Re: Consecutive calls to gen_raw_log_index()

This is an old topic but I have encountered the same errors with new work.

I am intending to do long 24hr captures of our environment and logging via wlan_exp simultaneously on three nodes. All parsing of the log data is done retrospectively. I have tried two approaches to this and both have weaknesses and I was wondering if you could help.

1) Similar to log_continuous_capture - We log to one .hdf5 file (per node) for the entire 24 hours.
or
2) Roll the log when the container .get_log_data_size() indicates it is greater than a certain threshold.

Problems:
1) If one of the nodes falls over during the experiment, wlan_exp gives the error: "Error: Max retransmissions without reply from node". Nodes do not crash often with v1.5.3 but occasionally they will hang (perhaps linke to this post). I assume this causes the .hdf5 file to close incorrectly or something because when attempting to parse it, the error: "OSError: Unable to open file (Unable to find a valid file signature)" occurs. Making the large .hdf5 capture useless.

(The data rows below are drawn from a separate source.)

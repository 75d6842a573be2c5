// Rust guideline compliant 2026-08-21

//! `AlertEvaluator` component -- compares a fetched temperature against a
//! record's configured thresholds and emits notifications through the
//! `domain::AlertSink` port.
//!
//! Entry point: [`AlertEvaluator::evaluate`].

use domain::{AlertKind, AlertNotification, AlertSink, AlertThresholds, SinkError};

// ---------------------------------------------------------------------------
// EvaluateError
// ---------------------------------------------------------------------------

/// Errors that can occur during threshold evaluation.
#[derive(Debug, Clone, PartialEq, Eq, thiserror::Error)]
pub enum EvaluateError {
    /// An alert kind in the thresholds mapping has no registered rule.
    ///
    /// Upstream validation makes this unreachable through the normal path;
    /// it is still a defined, non-silent failure rather than a skip.
    #[error("no alert rule registered for kind `{name}`")]
    UnknownKind {
        /// The unregistered kind name.
        name: String,
    },
    /// A sink append failed. Notifications already appended stay appended.
    #[error("sink write error: {0}")]
    Sink(#[from] SinkError),
}

// ---------------------------------------------------------------------------
// AlertEvaluator
// ---------------------------------------------------------------------------

/// Decides whether a temperature breaches any configured threshold and, per
/// breach, appends one notification to the sink.
///
/// Stateless; the rule registry is the read-only `domain::AlertKind` enum
/// and the sink is injected per call for zero-cost static dispatch.
#[derive(Debug, Default)]
pub struct AlertEvaluator;

impl AlertEvaluator {
    /// Create a new evaluator.
    #[must_use]
    pub fn new() -> Self {
        Self
    }

    /// Evaluate `temperature` against every configured threshold, in the
    /// mapping's insertion order, and append one notification per breach.
    ///
    /// Each notification carries the temperature, the *entire* thresholds
    /// mapping verbatim (not just the breaching entry), and `destination`.
    /// Several breaching kinds therefore produce several near-identical
    /// rows; downstream consumers may depend on that shape, so it is kept.
    ///
    /// The registry lookup runs before the comparator, so an unknown kind
    /// fails the call even when its threshold would not have breached.
    ///
    /// Returns the number of notifications emitted (zero when nothing
    /// breached).
    ///
    /// # Errors
    ///
    /// Returns [`EvaluateError::UnknownKind`] for the first kind missing
    /// from the registry, or [`EvaluateError::Sink`] when an append fails.
    /// Either error aborts the remaining thresholds; rows already appended
    /// are not rolled back.
    pub async fn evaluate<S: AlertSink>(
        &self,
        temperature: f64,
        alerts: &AlertThresholds,
        destination: &str,
        sink: &S,
    ) -> Result<usize, EvaluateError> {
        tracing::debug!(temperature, kinds = alerts.len(), "evaluator.evaluate");

        let mut emitted = 0_usize;
        for (name, threshold) in alerts.iter() {
            let kind = AlertKind::from_name(name)
                .ok_or_else(|| EvaluateError::UnknownKind { name: name.to_owned() })?;
            if kind.breaches(temperature, threshold) {
                tracing::warn!(
                    kind = kind.name(),
                    temperature,
                    threshold,
                    destination,
                    "evaluator.alert.emitted"
                );
                let notification = AlertNotification {
                    temperature,
                    alerts: alerts.clone(),
                    destination: destination.to_owned(),
                };
                sink.append(&notification).await?;
                emitted += 1;
            }
        }
        Ok(emitted)
    }
}

// ---------------------------------------------------------------------------
// Tests
// ---------------------------------------------------------------------------

#[cfg(test)]
mod tests {
    use super::{AlertEvaluator, EvaluateError};
    use domain::{
        AlertKind, AlertNotification, AlertSink, AlertThresholds, SinkError, validate_alerts,
    };
    use std::sync::Mutex;

    const DESTINATION: &str = "person@place.com";

    fn thresholds(pairs: &[(&str, f64)]) -> AlertThresholds {
        pairs.iter().map(|&(n, v)| (n, v)).collect()
    }

    // ------------------------------------------------------------------
    // Mock sink
    // ------------------------------------------------------------------

    struct MockSink {
        appended: Mutex<Vec<AlertNotification>>,
        fail: Option<SinkError>,
    }

    impl MockSink {
        fn new() -> Self {
            Self { appended: Mutex::new(vec![]), fail: None }
        }

        fn always_failing() -> Self {
            Self {
                appended: Mutex::new(vec![]),
                fail: Some(SinkError::WriteFailed { reason: "mock failure".to_owned() }),
            }
        }

        fn rows(&self) -> Vec<AlertNotification> {
            self.appended.lock().unwrap().clone()
        }
    }

    #[async_trait::async_trait]
    impl AlertSink for MockSink {
        async fn append(&self, notification: &AlertNotification) -> Result<(), SinkError> {
            if let Some(e) = &self.fail {
                return Err(e.clone());
            }
            self.appended.lock().unwrap().push(notification.clone());
            Ok(())
        }
    }

    // ------------------------------------------------------------------
    // No breach -> no emission
    // ------------------------------------------------------------------

    #[tokio::test]
    async fn no_notification_when_no_threshold_breaches() {
        // 10 < 0 is false -> nothing fires.
        let sink = MockSink::new();
        let emitted = AlertEvaluator::new()
            .evaluate(10.0, &thresholds(&[("min_temp", 0.0)]), DESTINATION, &sink)
            .await
            .unwrap();
        assert_eq!(emitted, 0);
        assert!(sink.rows().is_empty());
    }

    #[tokio::test]
    async fn no_notification_when_all_comparators_false() {
        let sink = MockSink::new();
        let alerts = thresholds(&[("min_temp", 0.0), ("max_temp", 30.0)]);
        let emitted =
            AlertEvaluator::new().evaluate(15.0, &alerts, DESTINATION, &sink).await.unwrap();
        assert_eq!(emitted, 0);
        assert!(sink.rows().is_empty());
    }

    // ------------------------------------------------------------------
    // Single breach -> exactly one emission, payload verbatim
    // ------------------------------------------------------------------

    #[tokio::test]
    async fn single_breach_emits_one_notification_verbatim() {
        // 10 < 11 is true -> row [10, {"min_temp": 11}, destination].
        let sink = MockSink::new();
        let alerts = thresholds(&[("min_temp", 11.0)]);
        let emitted =
            AlertEvaluator::new().evaluate(10.0, &alerts, DESTINATION, &sink).await.unwrap();

        assert_eq!(emitted, 1);
        let rows = sink.rows();
        assert_eq!(rows.len(), 1);
        assert!((rows[0].temperature - 10.0).abs() < f64::EPSILON);
        assert_eq!(rows[0].alerts, alerts, "full mapping recorded, not just the breach");
        assert_eq!(rows[0].destination, DESTINATION);
    }

    #[tokio::test]
    async fn breaching_notification_carries_non_breaching_entries_too() {
        let sink = MockSink::new();
        let alerts = thresholds(&[("min_temp", 11.0), ("max_temp", 30.0)]);
        AlertEvaluator::new().evaluate(10.0, &alerts, DESTINATION, &sink).await.unwrap();

        let rows = sink.rows();
        assert_eq!(rows.len(), 1, "only min_temp breached");
        assert_eq!(rows[0].alerts.get("max_temp"), Some(30.0));
    }

    // ------------------------------------------------------------------
    // Multiple breaches -> one emission per breach, insertion order
    // ------------------------------------------------------------------

    #[tokio::test]
    async fn each_breaching_kind_emits_independently() {
        // min_temp 20 and max_temp 5 both fire at 10 degrees.
        let sink = MockSink::new();
        let alerts = thresholds(&[("min_temp", 20.0), ("max_temp", 5.0)]);
        let emitted =
            AlertEvaluator::new().evaluate(10.0, &alerts, DESTINATION, &sink).await.unwrap();

        assert_eq!(emitted, 2, "one emission per breaching threshold, no dedup");
        let rows = sink.rows();
        assert_eq!(rows.len(), 2);
        // Both rows carry the identical full mapping.
        assert_eq!(rows[0].alerts, alerts);
        assert_eq!(rows[1].alerts, alerts);
    }

    // ------------------------------------------------------------------
    // Unknown kinds -> UnknownKind, never a silent skip
    // ------------------------------------------------------------------

    #[tokio::test]
    async fn unknown_kind_fails_even_without_breach() {
        // Lookup precedes the comparator, so the value never matters.
        let sink = MockSink::new();
        let alerts = thresholds(&[("wind_speed", 999.0)]);
        let result = AlertEvaluator::new().evaluate(10.0, &alerts, DESTINATION, &sink).await;
        assert_eq!(result, Err(EvaluateError::UnknownKind { name: "wind_speed".to_owned() }));
        assert!(sink.rows().is_empty());
    }

    #[tokio::test]
    async fn unknown_kind_after_breach_keeps_earlier_rows() {
        // First entry breaches and is appended; second entry aborts the call.
        // Rows already appended are not rolled back.
        let sink = MockSink::new();
        let alerts = thresholds(&[("min_temp", 20.0), ("humidity", 80.0)]);
        let result = AlertEvaluator::new().evaluate(10.0, &alerts, DESTINATION, &sink).await;
        assert_eq!(result, Err(EvaluateError::UnknownKind { name: "humidity".to_owned() }));
        assert_eq!(sink.rows().len(), 1);
    }

    // ------------------------------------------------------------------
    // Sink failure -> surfaced, not swallowed
    // ------------------------------------------------------------------

    #[tokio::test]
    async fn sink_failure_surfaces_as_evaluate_error() {
        let sink = MockSink::always_failing();
        let alerts = thresholds(&[("min_temp", 20.0)]);
        let result = AlertEvaluator::new().evaluate(10.0, &alerts, DESTINATION, &sink).await;
        assert!(
            matches!(result, Err(EvaluateError::Sink(SinkError::WriteFailed { .. }))),
            "sink failure must map to EvaluateError::Sink: {result:?}"
        );
    }

    #[tokio::test]
    async fn sink_untouched_when_nothing_breaches() {
        // A failing sink is never reached when no comparator fires.
        let sink = MockSink::always_failing();
        let alerts = thresholds(&[("min_temp", 0.0)]);
        let emitted =
            AlertEvaluator::new().evaluate(10.0, &alerts, DESTINATION, &sink).await.unwrap();
        assert_eq!(emitted, 0);
    }

    // ------------------------------------------------------------------
    // Validation / evaluation round-trip
    // ------------------------------------------------------------------

    #[tokio::test]
    async fn validated_thresholds_never_hit_unknown_kind() {
        // Every non-empty subset of registry names passes validation and
        // evaluates without UnknownKind.
        let subsets: [&[&str]; 3] = [&["min_temp"], &["max_temp"], &["min_temp", "max_temp"]];
        for names in subsets {
            let alerts: AlertThresholds = names.iter().map(|&n| (n, 15.0)).collect();
            validate_alerts(&alerts).unwrap();

            let sink = MockSink::new();
            let result =
                AlertEvaluator::new().evaluate(15.0, &alerts, DESTINATION, &sink).await;
            assert!(result.is_ok(), "validated mapping must evaluate cleanly: {result:?}");
        }
    }

    #[tokio::test]
    async fn registry_and_evaluator_agree_on_known_names() {
        for kind in AlertKind::ALL {
            assert!(AlertKind::is_known(kind.name()));
        }
        assert!(!AlertKind::is_known("pressure"));
    }
}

2) If we roll the HDF5LogContainer and .hdf5 file every e.g. 4MB then we don't lose an entire capture when the node dies, but only that one small .hdf5 file. However we are presented with the gnarly problem of parsing a log file which may not have correctly aligned log entries (as described above), meaning .write_log_index() gives the error: "ERROR: Log file didn't start with valid entry header (offset 0)!" when attempting to create the index for HDF5LogContainer which does not start with a log entry but perhaps in the middle of an entry.

Solutions:
Can we roll a log file without writing the log index to it - so each roll is simply a blob of contiguous data. Then when parsing, combine all rolls in memory one after the other, then use .write_log_index() to write the index of the whole thing (lots of memory required)?

I hope the problem and our descriptions make sense.

Last edited by horace (2016-Oct-20 08:14:52)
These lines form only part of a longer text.